INSTRUCTIONS FOR THE TASK:
Collect from the data below each line with "predicate".

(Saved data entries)
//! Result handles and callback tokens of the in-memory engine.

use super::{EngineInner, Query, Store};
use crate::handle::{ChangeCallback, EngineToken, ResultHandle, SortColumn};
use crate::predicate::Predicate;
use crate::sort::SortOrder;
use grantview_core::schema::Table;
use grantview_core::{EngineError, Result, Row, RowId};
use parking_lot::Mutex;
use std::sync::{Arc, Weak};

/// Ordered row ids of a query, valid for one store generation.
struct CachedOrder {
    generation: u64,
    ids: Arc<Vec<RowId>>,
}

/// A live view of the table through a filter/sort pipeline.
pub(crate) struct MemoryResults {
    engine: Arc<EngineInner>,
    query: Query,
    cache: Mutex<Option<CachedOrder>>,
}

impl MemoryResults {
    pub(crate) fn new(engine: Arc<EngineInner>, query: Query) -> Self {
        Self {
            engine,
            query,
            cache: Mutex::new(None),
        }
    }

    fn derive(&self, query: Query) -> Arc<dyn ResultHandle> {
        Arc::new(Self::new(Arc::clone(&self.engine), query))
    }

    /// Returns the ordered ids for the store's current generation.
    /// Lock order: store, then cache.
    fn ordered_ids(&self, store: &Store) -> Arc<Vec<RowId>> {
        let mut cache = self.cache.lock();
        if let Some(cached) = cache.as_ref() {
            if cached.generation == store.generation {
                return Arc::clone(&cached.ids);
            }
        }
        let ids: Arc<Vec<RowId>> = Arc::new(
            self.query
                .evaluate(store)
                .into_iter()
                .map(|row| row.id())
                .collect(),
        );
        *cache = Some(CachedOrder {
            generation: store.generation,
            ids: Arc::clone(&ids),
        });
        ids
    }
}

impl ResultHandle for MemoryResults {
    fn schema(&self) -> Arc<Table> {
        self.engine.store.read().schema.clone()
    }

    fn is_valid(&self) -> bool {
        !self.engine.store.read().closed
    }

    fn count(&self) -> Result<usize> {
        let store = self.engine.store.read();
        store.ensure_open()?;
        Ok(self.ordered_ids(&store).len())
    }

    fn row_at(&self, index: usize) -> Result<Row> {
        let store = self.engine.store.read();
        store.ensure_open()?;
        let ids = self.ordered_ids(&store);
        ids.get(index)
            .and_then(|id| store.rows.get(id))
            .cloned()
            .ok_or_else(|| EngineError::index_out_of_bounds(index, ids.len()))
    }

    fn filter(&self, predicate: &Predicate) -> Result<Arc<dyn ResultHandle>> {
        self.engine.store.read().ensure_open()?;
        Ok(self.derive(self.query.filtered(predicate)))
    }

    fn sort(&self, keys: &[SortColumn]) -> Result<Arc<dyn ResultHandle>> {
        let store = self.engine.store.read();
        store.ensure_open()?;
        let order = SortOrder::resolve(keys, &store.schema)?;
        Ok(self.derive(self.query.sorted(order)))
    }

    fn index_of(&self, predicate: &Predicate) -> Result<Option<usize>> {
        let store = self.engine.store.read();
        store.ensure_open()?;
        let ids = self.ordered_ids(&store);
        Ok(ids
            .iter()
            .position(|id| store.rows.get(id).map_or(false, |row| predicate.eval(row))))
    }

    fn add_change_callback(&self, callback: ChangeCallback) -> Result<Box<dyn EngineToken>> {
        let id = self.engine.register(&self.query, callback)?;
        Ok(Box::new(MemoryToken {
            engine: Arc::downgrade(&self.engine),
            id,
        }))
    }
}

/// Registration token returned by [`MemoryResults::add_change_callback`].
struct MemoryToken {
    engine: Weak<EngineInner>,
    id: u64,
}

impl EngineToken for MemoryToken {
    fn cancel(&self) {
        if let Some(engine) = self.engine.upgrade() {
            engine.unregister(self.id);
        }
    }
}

EXERCISE RESULT:
use crate::predicate::Predicate;
    fn filter(&self, predicate: &Predicate) -> Result<Arc<dyn ResultHandle>> {
        Ok(self.derive(self.query.filtered(predicate)))
    fn index_of(&self, predicate: &Predicate) -> Result<Option<usize>> {
            .position(|id| store.rows.get(id).map_or(false, |row| predicate.eval(row))))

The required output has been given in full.